Ancora manifestazioni sabato sera a Tel-Aviv e in altre città israeliane, per la 24esima settimana consecutiva, legate al controverso progetto di riforma del sistema giudiziario del governo di Benjamin Netanyahu.

Le nuove proteste arrivano pochi giorni dopo che i due principali leader dell'opposizione, Yair Lapid e Benny Gantz, hanno sospeso la loro partecipazione ai tavoli che dovrebbero permettere di trovare un terreno comune di intesa su una riforma che divide profondamente il paese, denunciando una “cortina fumogena di finto dialogo”. 

Il primo ministro ha annunciato che il governo israeliano inizierà la prossima settimana "passi pratici" per "aggiustare" il sistema giudiziario, e dunque a rivedere in modo unilaterale il piano di riforma giudiziaria, un dossier che aveva portato ad ampie proteste paralizzando il Paese nei mesi scorsi.

La mossa del capo del governo israeliano, che guida una coalizione di partiti conservatori, nazionalisti e ultraortodossi, è una risposta alle opposizioni. “Quello che è stato dimostrato la scorsa settimana è che (Benny) Gantz e (Yair) Lapid stavano solo recitando una parte”, ha detto Netanyahu all'inizio della riunione del governo a Gerusalemme. “Abbiamo concesso loro un mese, poi un altro mese e ancora un altro, ma i loro rappresentanti non hanno accettato nemmeno la minima intesa. Volevano solo guadagnare tempo”, ha aggiunto Netanyahu, citato dal quotidiano Times of Israel.

Il primo ministro ha dichiarato che "dato che la stragrande maggioranza della popolazione comprende oggi che dobbiamo apportare cambiamenti nel sistema giudiziario, questa settimana ci incontreremo e inizieremo i passi pratici in modo misurato e responsabile, ma in conformità con il mandato ricevuto dagli elettori”. Da parte sua, il leader del partito Yesh Atid ed ex premier Lapid ha risposto che “se Netanyahu avanza unilateralmente con il suo piano di colpo di Stato, come ha dichiarato, scoprirà di essere primo ministro di meno della metà del popolo di Israele, con meno della metà dell'economia, meno della metà della sicurezza e meno della metà della Knesset”. Un riferimento, quest'ultimo, alle proteste di piazza e agli scioperi che potrebbe tornare a bloccare il Paese.

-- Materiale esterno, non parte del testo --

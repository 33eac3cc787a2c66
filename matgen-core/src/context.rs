//! Per-generation mutable state and the lookup helpers that turn pins and
//! links into the text appearing in generated expressions.
//!
//! A context is built fresh for every `generate` call and dropped with it;
//! nothing is reused across generations.

use crate::error::{GeneratorError, Result};
use crate::graph::{Graph, Link, Node, NodeId, Pin, PinKind};
use crate::table::{Operation, SamplerState, ShaderResourceView, StructDef, VariableTable};
use crate::types::{needs_per_component_cast, SType};
use crate::bail_graph;
use log::debug;
use std::collections::HashMap;

/// Where a resolved value lives: a bare identifier (or literal), or a member
/// of a struct-typed variable.
#[derive(Debug, Clone, PartialEq)]
pub enum Resolved {
    Bare(String),
    Member { base: String, field: String },
}

impl Resolved {
    pub fn text(&self) -> String {
        match self {
            Resolved::Bare(name) => name.clone(),
            Resolved::Member { base, field } => format!("{}.{}", base, field),
        }
    }
}

/// A resolved pin value together with its type.
#[derive(Debug, Clone, PartialEq)]
pub struct Definition {
    pub value: Resolved,
    pub ty: SType,
}

impl Definition {
    pub fn bare(text: impl Into<String>, ty: SType) -> Self {
        Definition { value: Resolved::Bare(text.into()), ty }
    }

    pub fn member(base: impl Into<String>, field: impl Into<String>, ty: SType) -> Self {
        Definition {
            value: Resolved::Member { base: base.into(), field: field.into() },
            ty,
        }
    }

    pub fn text(&self) -> String {
        self.value.text()
    }
}

/// Mutable state of one generation pass.
#[derive(Debug, Default)]
pub struct GenerationContext {
    pub table: VariableTable,
    /// Node -> generation ordinal, assigned in topological order.
    pub mapping: HashMap<NodeId, usize>,
    pub texture_slots: HashMap<NodeId, u32>,
    pub sampler_slots: HashMap<NodeId, u32>,

    pub input: StructDef,
    pub input_var: String,
    pub input_type: SType,
    pub output: StructDef,
    pub output_type: SType,

    /// Generation ordinal of the node currently being analyzed.
    pub id: usize,
    /// Fail on unresolvable pins instead of degrading to a `0` literal.
    pub strict: bool,
}

impl GenerationContext {
    pub fn new(strict: bool) -> Self {
        GenerationContext {
            input: StructDef::new(""),
            output: StructDef::new(""),
            input_type: SType::Unknown,
            output_type: SType::Unknown,
            strict,
            ..Default::default()
        }
    }

    /// The operation emitted for `node`. The node must already have been
    /// visited; anything else means the traversal order is broken.
    pub fn find(&self, node: &Node) -> Result<&Operation> {
        let id = match self.mapping.get(&node.id) {
            Some(id) => *id,
            None => bail_graph!("node '{}' resolved before it was visited", node.name),
        };
        match self.table.find_by_id(id) {
            Some(op) => Ok(op),
            None => bail_graph!("node '{}' was visited but emitted no operation", node.name),
        }
    }

    fn resolve_link(&self, link: &Link, graph: &Graph) -> Result<Definition> {
        let producer = match graph.node(link.from_node) {
            Some(n) => n,
            None => bail_graph!("link references missing node {:?}", link.from_node),
        };
        let op = self.find(producer)?;
        let pin = match producer.pins.get(link.from_pin) {
            Some(p) => p,
            None => bail_graph!("link references missing pin on node '{}'", producer.name),
        };
        if op.ty.is_struct() {
            let field = pin.member.clone().unwrap_or_else(|| pin.name.clone());
            let ty = pin.ty.clone().unwrap_or_else(|| op.ty.clone());
            return Ok(Definition::member(op.name.clone(), field, ty));
        }
        if let Some(member) = &pin.member {
            let ty = pin.ty.clone().unwrap_or_else(|| op.ty.clone());
            return Ok(Definition::member(op.name.clone(), member.clone(), ty));
        }
        Ok(Definition::bare(op.name.clone(), op.ty.clone()))
    }

    fn unresolved(&self, node: &Node, pin: &Pin) -> Result<Definition> {
        if self.strict {
            return Err(GeneratorError::UnresolvedPin {
                node: node.name.clone(),
                pin: pin.name.clone(),
            });
        }
        // Tolerate in-progress graphs: an unlinked pin without a default
        // degrades to a zero literal of unknown type.
        Ok(Definition::bare("0", SType::Unknown))
    }

    fn default_for(&self, node: &Node, pin: &Pin) -> Result<Definition> {
        if let Some(literal) = &pin.default {
            let ty = pin
                .ty
                .clone()
                .or_else(|| node.kind.value_type())
                .unwrap_or(SType::Unknown);
            return Ok(Definition::bare(literal.clone(), ty));
        }
        self.unresolved(node, pin)
    }

    /// Resolve the `index`-th link of a pin.
    pub fn variable_for_link(&self, node: &Node, pin: &Pin, index: usize, graph: &Graph) -> Result<Definition> {
        match pin.links.get(index) {
            Some(link) => self.resolve_link(link, graph),
            None => self.unresolved(node, pin),
        }
    }

    /// Resolve a pin to the text that should appear in an expression: the
    /// producing operation's name if linked, else the pin's default literal,
    /// else a permissive `0`.
    pub fn variable_first_link(&self, node: &Node, pin: &Pin, graph: &Graph) -> Result<Definition> {
        if pin.links.is_empty() || pin.kind == PinKind::Output {
            return self.default_for(node, pin);
        }
        self.resolve_link(&pin.links[0], graph)
    }

    /// Register a texture binding for `node`, remembering its slot.
    /// Repeat calls for the same node return the first binding.
    pub fn add_srv(&mut self, node: &Node, name: &str, ty: SType, value_ty: SType) -> ShaderResourceView {
        if let Some(slot) = self.texture_slots.get(&node.id) {
            return self.table.shader_resource_views()[*slot as usize].clone();
        }
        let unique = self.table.get_unique_name(name);
        let srv = self.table.add_shader_resource_view(unique, ty, value_ty);
        debug!("srv '{}' -> t{}", srv.name, srv.slot);
        self.texture_slots.insert(node.id, srv.slot);
        srv
    }

    /// Register a sampler binding for `node`, remembering its slot.
    pub fn add_sampler(&mut self, node: &Node, name: &str, ty: SType) -> SamplerState {
        if let Some(slot) = self.sampler_slots.get(&node.id) {
            return self.table.sampler_states()[*slot as usize].clone();
        }
        let unique = self.table.get_unique_name(name);
        let sampler = self.table.add_sampler_state(unique, ty);
        debug!("sampler '{}' -> s{}", sampler.name, sampler.slot);
        self.sampler_slots.insert(node.id, sampler.slot);
        sampler
    }

    pub(crate) fn gen_id(&self, node: &Node) -> Result<usize> {
        match self.mapping.get(&node.id) {
            Some(id) => Ok(*id),
            None => bail_graph!("node '{}' emitted before it was visited", node.name),
        }
    }

    /// Allocate a named operation owned by `node`. The proposed name is
    /// lower-cased, stripped of spaces and uniquified.
    pub fn add_variable(&mut self, node: &Node, proposed: &str, ty: SType, expr: String, can_inline: bool) -> Result<usize> {
        let id = self.gen_id(node)?;
        let base = proposed.to_lowercase().replace(' ', "");
        let name = self.table.get_unique_name(&base);
        Ok(self.table.add_variable(Operation::new(Some(id), name, ty, expr, can_inline, true)))
    }

    /// Allocate an anonymous statement operation owned by `node`.
    pub fn add_statement(&mut self, node: &Node, expr: String) -> Result<usize> {
        let id = self.gen_id(node)?;
        Ok(self.table.add_variable(Operation::new(Some(id), String::new(), SType::Void, expr, false, false)))
    }

    /// Compose `func(args...)` and register it as this node's operation.
    pub fn build_function_call(&mut self, args: &[Definition], ret: SType, node: &Node, func: &str) -> Result<usize> {
        if ret == SType::Void {
            return self.build_function_call_void(args, node, func);
        }
        let expr = compose_call(func, args);
        let index = self.add_variable(node, &node.name, ret, expr, true)?;
        for arg in args {
            self.table.add_ref(&arg.text(), index);
        }
        Ok(index)
    }

    /// Compose a call whose result is discarded; emitted as a bare statement.
    pub fn build_function_call_void(&mut self, args: &[Definition], node: &Node, func: &str) -> Result<usize> {
        let expr = compose_call(func, args);
        let index = self.add_statement(node, expr)?;
        for arg in args {
            self.table.add_ref(&arg.text(), index);
        }
        Ok(index)
    }

    /// Compose `left op right`, inserting component-count casts when scalar
    /// and vector operands mix.
    pub fn build_operator_call(&mut self, left: &Definition, right: &Definition, ty: SType, node: &Node, op: &str) -> Result<usize> {
        let expr = if needs_per_component_cast(&left.ty, &right.ty) {
            let cast_left = left.ty.cast_between(&ty)?;
            let cast_right = right.ty.cast_between(&ty)?;
            format!("{}{} {} {}{}", cast_left, left.text(), op, cast_right, right.text())
        } else {
            format!("{} {} {}", left.text(), op, right.text())
        };
        let index = self.add_variable(node, &node.name, ty, expr, true)?;
        self.table.add_ref(&left.text(), index);
        self.table.add_ref(&right.text(), index);
        Ok(index)
    }
}

pub(crate) fn compose_call(func: &str, args: &[Definition]) -> String {
    let mut expr = String::from(func);
    expr.push('(');
    for (i, arg) in args.iter().enumerate() {
        if i > 0 {
            expr.push(',');
        }
        expr.push_str(&arg.text());
    }
    expr.push(')');
    expr
}

#[cfg(test)]
mod tests {
    use super::*;
    use crate::graph::{NodeKind, Pin};

    fn constant_node(graph: &mut Graph, name: &str, value: f32) -> NodeId {
        graph.add_node(
            name,
            NodeKind::Constant { values: [value, 0.0, 0.0, 0.0], ty: SType::float() },
            vec![Pin::output("out")],
        )
    }

    #[test]
    fn test_find_on_unvisited_node_is_contract_violation() {
        let mut graph = Graph::new();
        let id = constant_node(&mut graph, "one", 1.0);
        let ctx = GenerationContext::new(false);
        assert!(ctx.find(graph.node(id).unwrap()).is_err());
    }

    #[test]
    fn test_unlinked_pin_with_default_resolves_to_literal() {
        let mut graph = Graph::new();
        let id = graph.add_node(
            "lerp",
            NodeKind::FuncCall { func: "lerp".into(), ty: SType::float() },
            vec![Pin::input("t").typed(SType::float()).with_default("0.5")],
        );
        let ctx = GenerationContext::new(false);
        let node = graph.node(id).unwrap();
        let def = ctx.variable_first_link(node, &node.pins[0], &graph).unwrap();
        assert_eq!(def.text(), "0.5");
        assert_eq!(def.ty, SType::float());
    }

    #[test]
    fn test_unlinked_pin_without_default_degrades_to_zero() {
        let mut graph = Graph::new();
        let id = graph.add_node(
            "add",
            NodeKind::Operator { op: "+".into(), ty: SType::float() },
            vec![Pin::input("left")],
        );
        let ctx = GenerationContext::new(false);
        let node = graph.node(id).unwrap();
        let def = ctx.variable_first_link(node, &node.pins[0], &graph).unwrap();
        assert_eq!(def.text(), "0");
        assert!(def.ty.is_unknown());
    }

    #[test]
    fn test_strict_mode_rejects_unresolved_pin() {
        let mut graph = Graph::new();
        let id = graph.add_node(
            "add",
            NodeKind::Operator { op: "+".into(), ty: SType::float() },
            vec![Pin::input("left")],
        );
        let ctx = GenerationContext::new(true);
        let node = graph.node(id).unwrap();
        let err = ctx.variable_first_link(node, &node.pins[0], &graph).unwrap_err();
        assert!(matches!(err, GeneratorError::UnresolvedPin { .. }));
    }

    #[test]
    fn test_operator_call_inserts_cast_on_scalar_operand() {
        let mut graph = Graph::new();
        let id = graph.add_node(
            "mul",
            NodeKind::Operator { op: "*".into(), ty: SType::float3() },
            vec![Pin::input("left"), Pin::input("right"), Pin::output("out")],
        );
        let mut ctx = GenerationContext::new(false);
        ctx.mapping.insert(id, 0);
        let node = graph.node(id).unwrap().clone();

        let left = Definition::bare("intensity", SType::float());
        let right = Definition::bare("tint", SType::float3());
        let index = ctx.build_operator_call(&left, &right, SType::float3(), &node, "*").unwrap();
        assert_eq!(ctx.table.operation(index).expr, "(float3)intensity * tint");
    }

    #[test]
    fn test_srv_registration_is_idempotent_per_node() {
        use crate::types::TextureKind;
        let mut graph = Graph::new();
        let id = constant_node(&mut graph, "tex", 0.0);
        let node = graph.node(id).unwrap().clone();
        let mut ctx = GenerationContext::new(false);
        let first = ctx.add_srv(&node, "SrvTex", SType::Texture(TextureKind::Texture2D), SType::float4());
        let second = ctx.add_srv(&node, "SrvTex", SType::Texture(TextureKind::Texture2D), SType::float4());
        assert_eq!(first.slot, second.slot);
        assert_eq!(first.name, second.name);
        assert_eq!(ctx.table.shader_resource_views().len(), 1);
    }
}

La leader del Partito Laburista, Merav Michaeli, ritiratosi dai colloqui poco dopo l'inizio dei negoziati, ha dichiarato che i commenti di Netanyahu dimostrano che non ha senso continuare le trattative: “E' giunto il momento di intensificare la lotta: solo le proteste fermeranno il colpo di Stato”. I leader del movimento di protesta nazionale hanno già emesso una dichiarazione domenica avvertendo che “qualsiasi legislazione dittatoriale sarà affrontata con una resistenza ferma da parte di centinaia di migliaia di israeliani determinati. La nostra lotta si espanderà e si intensificherà”.

A marzo, Netanyahu aveva annunciato una "sospensione" dei disegni di legge per consentire i negoziati mediati dal presidente, Isaac Herzog, al fine di raggiungere un accordo ampio. La settimana scorsa, Gantz e Lapid avevano annunciato una sospensione dei colloqui sulla riforma accusando Netanyahu di aver tentato di "sabotare" l'elezione dei candidati dell'opposizione nella Commissione per la selezione dei giudici. Il ministro della Giustizia Yariv Levin, figura chiave dietro la riforma, ha affermato che non convocherà la Commissione finché non sarà approvata una legge che ne cambierà la composizione.

Intanto, circa 80 giudici sono in attesa della nomina, mentre il sistema giudiziario del Paese è sempre più sotto pressione. Tuttavia, il primo ministro Netanyahu sembra restio a forzare l'approvazione di una legislazione altamente divisiva e che potrebbe suscitare le condanne del presidente degli Stati Uniti, Joe Biden, e far saltare un possibile invito alla Casa Bianca (che tarda però ad arrivare).